Один из таких выводов состоит в том, что политическое объединение народов СССР представляет собой еще и целостность в этническом аспекте – советский народ, – которая обладает «не только единой территорией и экономикой, но также общей культурой и общим самосознанием» [там же, с.373]. Эту целостность, однако, согласно представлениям цитируемого автора, еще преждевременно считать единым этносом или нацией, а следует отнести к так называемым метаэтническим общностям [там же, с.375, 391]. Метаэтнос – термин С.И. Брука и Н.И. Чебоксарова [39]– это высший уровень этнической иерархии, который представляет собой совокупность этносов и имеет «общие черты культуры и единое самосознание». Префикс мета-, означающий «потусторонность», подчеркивает, по мнению этнографов, немаловажное обстоятельство: метаэтносы нестабильны, т.е. «находятся в состоянии перехода, изменения состояния» [37, с.82]. Из определения, правда, не совсем ясно, во что они превращаются, но пример советского народа позволяет думать – в «этнические подразделения основного уровня» [там же, с.391], т.е. в обычные этносы, народы.
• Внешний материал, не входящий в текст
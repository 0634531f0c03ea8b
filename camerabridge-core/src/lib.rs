//! camerabridge Core Library
//!
//! Keeps a laptop camera that only works through a vendor image-processing
//! pipeline available on a stable v4l2loopback device.
//!
//! This library provides:
//! - Virtual device management on top of v4l2loopback
//! - A supervised capture pipeline with bounded restarts
//! - Publishing the endpoint to the xdg-desktop-portal permission store
//! - A control surface served over a Unix socket
//!
//! # Architecture
//!
//! ```text
//! ┌─────────────────┐    ┌──────────────────┐    ┌─────────────────┐
//! │ Vendor Source   │───▶│ gst-launch child │───▶│ /dev/videoN     │
//! │ (icamerasrc)    │    │ (supervised)     │    │ (v4l2loopback)  │
//! └─────────────────┘    └──────────────────┘    └─────────────────┘
//!                                 │ running
//!                                 ▼
//!                        ┌──────────────────┐
//!                        │ Portal Permission│
//!                        │ Store            │
//!                        └──────────────────┘
//! ```

pub mod config;
pub mod controller;
pub mod device;
pub mod env;
pub mod error;
pub mod ipc;
pub mod service;
pub mod session;
pub mod types;

pub use config::{RestartPolicy, ServiceConfig};
pub use controller::{ControllerStatus, PipelineController};
pub use device::DeviceManager;
pub use error::{BridgeError, Result};
pub use service::{BridgeService, BridgeStatus};
pub use session::SessionBridge;
pub use types::{
    DeviceDescriptor, DeviceHandle, Handle, PipelineSpec, PipelineState, VirtualDeviceSpec,
};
В качестве основного признака метаэтносов опять же рассматривается самосознание [там же, с.82, 86], а «системообразующим фактором, основным объективным критерием» для их выделения называются «те или иные компоненты культуры»: язык, религия, тип хозяйства [там же, с.82–83]. Так на свет появляются метаэтнолингвистические и метаэтнохозяйственные общности.
Нетрудно убедиться, что, как и в случае определения этноса, указанные признаки являются случайными и для выделения этнических целостностей высшего ранга. Перед нами еще одна неудавшаяся классификация. В самом деле, согласно этой типологии, метаэтносом считаются, например, славяне [там же, с.84]. Однако в этом случае карелы или вепсы, хотя и входят в этнос русских как его субэтносы, к славянам уже, естественно, отнесены быть не могут. Лингвистический принцип оказывается поверхностным, не отражающим сути явления.
Легко поверить, что и другие компоненты культуры – религия, хозяйство, единая государственность – не способны определить однозначно макроэтнические образования, реальность существования которых не подлежит сомнению: Римский мир (Pax Romana), Левант, Византия, Западная (романо-германская) Европа или Христианский мир, Россия, Великая степь, Китай и т.п. Более того, они давно описаны и названы в литературе вопроса. «Почти все известные нам этносы сгруппированы в своеобразные конструкции – „культуры“ или „суперэтнические целостности“» [108]. «Названия „культур“ условны: романо-германская, мусульманская, византийская, средневековая и т.п., но каждая из них является своеобразной целостностью исторического бытия, а не случайным обобщением, принимаемым для удобства классификации. Смена культур означает смену участвующих в их образовании этносов» [97, с.195].